> _THE PROBLEM_
State how many lines in the following entries hold the word "InMemoryRoomBus". The reply is that number only.
###
//! Agent presence registry
//!
//! Tracks announced availability for connected staff. Presence is best-effort:
//! it is derived from explicit announcements plus the disconnect handler
//! clearing entries owned by a dropped connection. There is no liveness
//! heartbeat; an ungraceful disconnect that bypasses the handler leaves a
//! stale entry until the agent reconnects.

use std::collections::HashMap;
use std::sync::Arc;

use serde::Serialize;
use time::OffsetDateTime;
use tokio::sync::RwLock;
use uuid::Uuid;

use pharmachat_shared::Availability;

use super::events::ServerEvent;
use super::room::{RoomBus, RoomId};

/// One agent's announced availability
#[derive(Debug, Clone, Serialize)]
pub struct AgentPresence {
    pub agent_id: Uuid,
    pub name: String,
    pub state: Availability,
    /// Connection that made the announcement; used to reconcile on disconnect.
    #[serde(skip)]
    pub connection_id: Uuid,
    #[serde(with = "time::serde::rfc3339")]
    pub updated_at: OffsetDateTime,
}

/// Registry of announced agent availability
pub struct PresenceRegistry {
    entries: RwLock<HashMap<Uuid, AgentPresence>>,
    bus: Arc<dyn RoomBus>,
}

impl PresenceRegistry {
    pub fn new(bus: Arc<dyn RoomBus>) -> Self {
        Self {
            entries: RwLock::new(HashMap::new()),
            bus,
        }
    }

    /// Record an availability announcement and notify the admin dashboard
    /// and the online-agents room. `Offline` removes the entry.
    pub async fn set_availability(
        &self,
        agent_id: Uuid,
        name: &str,
        state: Availability,
        connection_id: Uuid,
    ) {
        {
            let mut entries = self.entries.write().await;
            if state == Availability::Offline {
                entries.remove(&agent_id);
            } else {
                entries.insert(
                    agent_id,
                    AgentPresence {
                        agent_id,
                        name: name.to_string(),
                        state,
                        connection_id,
                        updated_at: OffsetDateTime::now_utc(),
                    },
                );
            }
        }

        tracing::info!(agent_id = %agent_id, state = %state.as_str(), "Agent presence updated");

        let event = ServerEvent::AgentStatusChanged {
            agent_id,
            agent_name: name.to_string(),
            state,
        };
        self.bus
            .publish(&RoomId::OnlineAgents, event.clone())
            .await;
        self.bus.publish(&RoomId::AdminDashboard, event).await;
    }

    /// Agents currently announced as anything other than offline. Every
    /// entry is staff (announcements are staff-gated at the socket), so no
    /// role filtering happens here.
    pub async fn list_online(&self) -> Vec<AgentPresence> {
        let entries = self.entries.read().await;
        let mut online: Vec<AgentPresence> = entries.values().cloned().collect();
        online.sort_by(|a, b| b.updated_at.cmp(&a.updated_at));
        online
    }

    pub async fn get(&self, agent_id: Uuid) -> Option<AgentPresence> {
        let entries = self.entries.read().await;
        entries.get(&agent_id).cloned()
    }

    /// Unset every presence entry owned by a disconnecting connection and
    /// broadcast the implied offline transitions. Skipping this on disconnect
    /// is a presence leak.
    pub async fn clear_connection(&self, connection_id: Uuid) {
        let dropped: Vec<AgentPresence> = {
            let mut entries = self.entries.write().await;
            let ids: Vec<Uuid> = entries
                .values()
                .filter(|p| p.connection_id == connection_id)
                .map(|p| p.agent_id)
                .collect();
            ids.iter().filter_map(|id| entries.remove(id)).collect()
        };

        for presence in dropped {
            tracing::info!(
                agent_id = %presence.agent_id,
                "Cleared presence for disconnected agent"
            );
            let event = ServerEvent::AgentStatusChanged {
                agent_id: presence.agent_id,
                agent_name: presence.name,
                state: Availability::Offline,
            };
            self.bus
                .publish(&RoomId::OnlineAgents, event.clone())
                .await;
            self.bus.publish(&RoomId::AdminDashboard, event).await;
        }
    }
}

#[cfg(test)]
mod tests {
    use super::*;
    use crate::chat::connection::test_connection;
    use crate::chat::room::InMemoryRoomBus;
    use pharmachat_shared::ParticipantRole;

    fn registry() -> (Arc<InMemoryRoomBus>, PresenceRegistry) {
        let bus = Arc::new(InMemoryRoomBus::new());
        let registry = PresenceRegistry::new(bus.clone() as Arc<dyn RoomBus>);
        (bus, registry)
    }

    #[tokio::test]
    async fn test_announce_and_list() {
        let (_bus, registry) = registry();
        let agent_id = Uuid::new_v4();
        let conn_id = Uuid::new_v4();

        registry
            .set_availability(agent_id, "Agent A", Availability::Online, conn_id)
            .await;
        assert_eq!(registry.list_online().await.len(), 1);

        registry
            .set_availability(agent_id, "Agent A", Availability::Busy, conn_id)
            .await;
        let online = registry.list_online().await;
        assert_eq!(online.len(), 1);
        assert_eq!(online[0].state, Availability::Busy);

        registry
            .set_availability(agent_id, "Agent A", Availability::Offline, conn_id)
            .await;
        assert!(registry.list_online().await.is_empty());
    }

    #[tokio::test]
    async fn test_state_change_reaches_admin_dashboard() {
        let (bus, registry) = registry();
        let (dashboard, mut rx) = test_connection(ParticipantRole::Admin, "Admin");
        bus.join(RoomId::AdminDashboard, dashboard).await;

        registry
            .set_availability(Uuid::new_v4(), "Agent A", Availability::Online, Uuid::new_v4())
            .await;

        match rx.try_recv().unwrap() {
            ServerEvent::AgentStatusChanged { state, .. } => {
                assert_eq!(state, Availability::Online)
            }
            other => panic!("unexpected event {other:?}"),
        }
    }

    #[tokio::test]
    async fn test_state_change_reaches_online_agents_room() {
        let (bus, registry) = registry();
        let (peer, mut rx) = test_connection(ParticipantRole::Agent, "Agent B");
        bus.join(RoomId::OnlineAgents, peer).await;

        let agent_id = Uuid::new_v4();
        let conn_id = Uuid::new_v4();
        registry
            .set_availability(agent_id, "Agent A", Availability::Online, conn_id)
            .await;
        match rx.try_recv().unwrap() {
            ServerEvent::AgentStatusChanged { state, .. } => {
                assert_eq!(state, Availability::Online)
            }
            other => panic!("unexpected event {other:?}"),
        }

        // Disconnect reconciliation reaches the room too.
        registry.clear_connection(conn_id).await;
        match rx.try_recv().unwrap() {
            ServerEvent::AgentStatusChanged { state, .. } => {
                assert_eq!(state, Availability::Offline)
            }
            other => panic!("unexpected event {other:?}"),
        }
    }

    #[tokio::test]
    async fn test_disconnect_clears_owned_presence_only() {
        let (bus, registry) = registry();
        let (dashboard, mut rx) = test_connection(ParticipantRole::Admin, "Admin");
        bus.join(RoomId::AdminDashboard, dashboard).await;

        let conn_a = Uuid::new_v4();
        let conn_b = Uuid::new_v4();
        let agent_a = Uuid::new_v4();
        let agent_b = Uuid::new_v4();

        registry
            .set_availability(agent_a, "Agent A", Availability::Online, conn_a)
            .await;
        registry
            .set_availability(agent_b, "Agent B", Availability::Online, conn_b)
            .await;
        // Drain the two announcement events.
        let _ = rx.try_recv();
        let _ = rx.try_recv();

        registry.clear_connection(conn_a).await;

        let online = registry.list_online().await;
        assert_eq!(online.len(), 1);
        assert_eq!(online[0].agent_id, agent_b);

        match rx.try_recv().unwrap() {
            ServerEvent::AgentStatusChanged { agent_id, state, .. } => {
                assert_eq!(agent_id, agent_a);
                assert_eq!(state, Availability::Offline);
            }
            other => panic!("unexpected event {other:?}"),
        }
    }
}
###
> _RESULT OF THIS TASK_
3